→ What you have to do: The answer must consist of the records, repeated exactly.

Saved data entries
▼

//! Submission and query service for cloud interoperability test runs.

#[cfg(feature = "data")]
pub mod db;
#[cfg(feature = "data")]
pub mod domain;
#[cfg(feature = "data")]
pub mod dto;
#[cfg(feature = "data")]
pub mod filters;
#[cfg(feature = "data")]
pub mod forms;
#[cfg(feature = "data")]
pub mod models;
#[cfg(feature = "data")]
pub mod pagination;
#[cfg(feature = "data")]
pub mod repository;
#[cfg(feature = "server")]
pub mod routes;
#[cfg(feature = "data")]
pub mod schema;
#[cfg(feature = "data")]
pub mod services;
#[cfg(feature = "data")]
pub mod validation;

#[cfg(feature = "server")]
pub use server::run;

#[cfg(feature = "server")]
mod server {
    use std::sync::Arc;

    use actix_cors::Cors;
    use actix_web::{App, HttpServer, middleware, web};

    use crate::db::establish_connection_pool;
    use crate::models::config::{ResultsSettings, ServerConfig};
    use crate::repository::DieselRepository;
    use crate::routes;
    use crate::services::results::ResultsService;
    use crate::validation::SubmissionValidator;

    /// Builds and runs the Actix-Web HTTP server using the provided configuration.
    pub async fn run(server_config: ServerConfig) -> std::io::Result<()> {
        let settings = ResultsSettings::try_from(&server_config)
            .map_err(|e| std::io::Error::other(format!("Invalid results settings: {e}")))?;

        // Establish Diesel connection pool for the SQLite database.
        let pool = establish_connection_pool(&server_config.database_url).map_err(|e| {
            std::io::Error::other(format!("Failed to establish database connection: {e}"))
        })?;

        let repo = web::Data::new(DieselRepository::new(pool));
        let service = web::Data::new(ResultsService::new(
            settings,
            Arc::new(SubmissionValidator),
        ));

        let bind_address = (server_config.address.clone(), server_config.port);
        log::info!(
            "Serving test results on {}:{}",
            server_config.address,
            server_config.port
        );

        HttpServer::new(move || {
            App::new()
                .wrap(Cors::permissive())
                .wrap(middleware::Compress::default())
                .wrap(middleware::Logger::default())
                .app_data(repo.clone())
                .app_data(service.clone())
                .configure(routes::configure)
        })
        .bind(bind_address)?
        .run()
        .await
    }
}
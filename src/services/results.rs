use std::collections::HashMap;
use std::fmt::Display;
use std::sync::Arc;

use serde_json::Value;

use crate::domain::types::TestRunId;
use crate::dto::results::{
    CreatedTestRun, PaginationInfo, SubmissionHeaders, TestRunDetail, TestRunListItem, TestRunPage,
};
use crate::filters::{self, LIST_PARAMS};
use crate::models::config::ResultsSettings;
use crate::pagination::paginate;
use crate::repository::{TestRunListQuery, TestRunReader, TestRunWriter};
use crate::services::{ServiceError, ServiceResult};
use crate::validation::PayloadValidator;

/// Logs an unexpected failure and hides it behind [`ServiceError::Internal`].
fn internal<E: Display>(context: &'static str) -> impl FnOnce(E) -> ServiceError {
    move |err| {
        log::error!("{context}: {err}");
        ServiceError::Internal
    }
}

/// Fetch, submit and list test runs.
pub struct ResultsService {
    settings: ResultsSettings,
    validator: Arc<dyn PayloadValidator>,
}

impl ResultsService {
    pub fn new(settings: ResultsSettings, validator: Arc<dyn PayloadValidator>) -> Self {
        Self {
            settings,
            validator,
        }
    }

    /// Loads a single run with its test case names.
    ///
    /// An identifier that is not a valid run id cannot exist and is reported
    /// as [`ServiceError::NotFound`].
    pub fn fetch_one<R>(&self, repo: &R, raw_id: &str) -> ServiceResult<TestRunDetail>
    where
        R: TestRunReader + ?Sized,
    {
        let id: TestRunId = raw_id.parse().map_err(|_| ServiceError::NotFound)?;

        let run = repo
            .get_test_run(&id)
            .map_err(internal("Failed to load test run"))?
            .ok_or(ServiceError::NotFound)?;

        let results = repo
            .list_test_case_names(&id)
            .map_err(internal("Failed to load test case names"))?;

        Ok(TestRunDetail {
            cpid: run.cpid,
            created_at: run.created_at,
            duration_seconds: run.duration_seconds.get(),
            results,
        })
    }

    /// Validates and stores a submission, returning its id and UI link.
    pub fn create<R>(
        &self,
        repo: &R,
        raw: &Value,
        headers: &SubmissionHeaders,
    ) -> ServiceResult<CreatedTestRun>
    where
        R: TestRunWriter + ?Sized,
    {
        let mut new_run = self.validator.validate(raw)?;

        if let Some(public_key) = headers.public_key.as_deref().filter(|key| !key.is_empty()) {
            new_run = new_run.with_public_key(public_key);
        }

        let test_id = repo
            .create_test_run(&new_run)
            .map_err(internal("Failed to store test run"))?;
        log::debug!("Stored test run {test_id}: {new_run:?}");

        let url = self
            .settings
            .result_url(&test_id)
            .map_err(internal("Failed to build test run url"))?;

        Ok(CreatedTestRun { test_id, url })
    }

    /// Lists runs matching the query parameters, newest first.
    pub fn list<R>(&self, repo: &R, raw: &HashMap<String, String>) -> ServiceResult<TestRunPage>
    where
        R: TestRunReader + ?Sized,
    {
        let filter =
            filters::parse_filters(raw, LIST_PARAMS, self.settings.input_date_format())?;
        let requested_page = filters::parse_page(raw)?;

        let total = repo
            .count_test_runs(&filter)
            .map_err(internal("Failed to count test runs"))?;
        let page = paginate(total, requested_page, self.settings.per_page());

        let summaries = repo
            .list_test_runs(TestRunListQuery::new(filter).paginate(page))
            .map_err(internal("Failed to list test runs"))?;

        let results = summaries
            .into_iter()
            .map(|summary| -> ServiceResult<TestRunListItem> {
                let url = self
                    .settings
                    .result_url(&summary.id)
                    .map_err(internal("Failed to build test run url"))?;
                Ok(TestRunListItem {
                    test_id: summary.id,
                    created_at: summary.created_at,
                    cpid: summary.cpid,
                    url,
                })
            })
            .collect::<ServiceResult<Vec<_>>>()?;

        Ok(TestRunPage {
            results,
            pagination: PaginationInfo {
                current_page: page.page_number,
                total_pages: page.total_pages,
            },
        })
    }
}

▲

→ Finished task:
//! Submission and query service for cloud interoperability test runs.

#[cfg(feature = "data")]
pub mod db;
#[cfg(feature = "data")]
pub mod domain;
#[cfg(feature = "data")]
pub mod dto;
#[cfg(feature = "data")]
pub mod filters;
#[cfg(feature = "data")]
pub mod forms;
#[cfg(feature = "data")]
pub mod models;
#[cfg(feature = "data")]
pub mod pagination;
#[cfg(feature = "data")]
pub mod repository;
#[cfg(feature = "server")]
pub mod routes;
#[cfg(feature = "data")]
pub mod schema;
#[cfg(feature = "data")]
pub mod services;
#[cfg(feature = "data")]
pub mod validation;

#[cfg(feature = "server")]
pub use server::run;

#[cfg(feature = "server")]
mod server {
    use std::sync::Arc;

    use actix_cors::Cors;
    use actix_web::{App, HttpServer, middleware, web};

    use crate::db::establish_connection_pool;
    use crate::models::config::{ResultsSettings, ServerConfig};
    use crate::repository::DieselRepository;
    use crate::routes;
    use crate::services::results::ResultsService;
    use crate::validation::SubmissionValidator;

    /// Builds and runs the Actix-Web HTTP server using the provided configuration.
    pub async fn run(server_config: ServerConfig) -> std::io::Result<()> {
        let settings = ResultsSettings::try_from(&server_config)
            .map_err(|e| std::io::Error::other(format!("Invalid results settings: {e}")))?;

        // Establish Diesel connection pool for the SQLite database.
        let pool = establish_connection_pool(&server_config.database_url).map_err(|e| {
            std::io::Error::other(format!("Failed to establish database connection: {e}"))
        })?;

        let repo = web::Data::new(DieselRepository::new(pool));
        let service = web::Data::new(ResultsService::new(
            settings,
            Arc::new(SubmissionValidator),
        ));

        let bind_address = (server_config.address.clone(), server_config.port);
        log::info!(
            "Serving test results on {}:{}",
            server_config.address,
            server_config.port
        );

        HttpServer::new(move || {
            App::new()
                .wrap(Cors::permissive())
                .wrap(middleware::Compress::default())
                .wrap(middleware::Logger::default())
                .app_data(repo.clone())
                .app_data(service.clone())
                .configure(routes::configure)
        })
        .bind(bind_address)?
        .run()
        .await
    }
}
filename src/services/results.rs
use std::collections::HashMap;
use std::fmt::Display;
use std::sync::Arc;

use serde_json::Value;

use crate::domain::types::TestRunId;
use crate::dto::results::{
    CreatedTestRun, PaginationInfo, SubmissionHeaders, TestRunDetail, TestRunListItem, TestRunPage,
};
use crate::filters::{self, LIST_PARAMS};
use crate::models::config::ResultsSettings;
use crate::pagination::paginate;
use crate::repository::{TestRunListQuery, TestRunReader, TestRunWriter};
use crate::services::{ServiceError, ServiceResult};
use crate::validation::PayloadValidator;

/// Logs an unexpected failure and hides it behind [`ServiceError::Internal`].
fn internal<E: Display>(context: &'static str) -> impl FnOnce(E) -> ServiceError {
    move |err| {
        log::error!("{context}: {err}");
        ServiceError::Internal
    }
}

/// Fetch, submit and list test runs.
pub struct ResultsService {
    settings: ResultsSettings,
    validator: Arc<dyn PayloadValidator>,
}

impl ResultsService {
    pub fn new(settings: ResultsSettings, validator: Arc<dyn PayloadValidator>) -> Self {
        Self {
            settings,
            validator,
        }
    }

    /// Loads a single run with its test case names.
    ///
    /// An identifier that is not a valid run id cannot exist and is reported
    /// as [`ServiceError::NotFound`].
    pub fn fetch_one<R>(&self, repo: &R, raw_id: &str) -> ServiceResult<TestRunDetail>
    where
        R: TestRunReader + ?Sized,
    {
        let id: TestRunId = raw_id.parse().map_err(|_| ServiceError::NotFound)?;

        let run = repo
            .get_test_run(&id)
            .map_err(internal("Failed to load test run"))?
            .ok_or(ServiceError::NotFound)?;

        let results = repo
            .list_test_case_names(&id)
            .map_err(internal("Failed to load test case names"))?;

        Ok(TestRunDetail {
            cpid: run.cpid,
            created_at: run.created_at,
            duration_seconds: run.duration_seconds.get(),
            results,
        })
    }

    /// Validates and stores a submission, returning its id and UI link.
    pub fn create<R>(
        &self,
        repo: &R,
        raw: &Value,
        headers: &SubmissionHeaders,
    ) -> ServiceResult<CreatedTestRun>
    where
        R: TestRunWriter + ?Sized,
    {
        let mut new_run = self.validator.validate(raw)?;

        if let Some(public_key) = headers.public_key.as_deref().filter(|key| !key.is_empty()) {
            new_run = new_run.with_public_key(public_key);
        }

        let test_id = repo
            .create_test_run(&new_run)
            .map_err(internal("Failed to store test run"))?;
        log::debug!("Stored test run {test_id}: {new_run:?}");

        let url = self
            .settings
            .result_url(&test_id)
            .map_err(internal("Failed to build test run url"))?;

        Ok(CreatedTestRun { test_id, url })
    }

    /// Lists runs matching the query parameters, newest first.
    pub fn list<R>(&self, repo: &R, raw: &HashMap<String, String>) -> ServiceResult<TestRunPage>
    where
        R: TestRunReader + ?Sized,
    {
        let filter =
            filters::parse_filters(raw, LIST_PARAMS, self.settings.input_date_format())?;
        let requested_page = filters::parse_page(raw)?;

        let total = repo
            .count_test_runs(&filter)
            .map_err(internal("Failed to count test runs"))?;
        let page = paginate(total, requested_page, self.settings.per_page());

        let summaries = repo
            .list_test_runs(TestRunListQuery::new(filter).paginate(page))
            .map_err(internal("Failed to list test runs"))?;

        let results = summaries
            .into_iter()
            .map(|summary| -> ServiceResult<TestRunListItem> {
                let url = self
                    .settings
                    .result_url(&summary.id)
                    .map_err(internal("Failed to build test run url"))?;
                Ok(TestRunListItem {
                    test_id: summary.id,
                    created_at: summary.created_at,
                    cpid: summary.cpid,
                    url,
                })
            })
            .collect::<ServiceResult<Vec<_>>>()?;

        Ok(TestRunPage {
            results,
            pagination: PaginationInfo {
                current_page: page.page_number,
                total_pages: page.total_pages,
            },
        })
    }
}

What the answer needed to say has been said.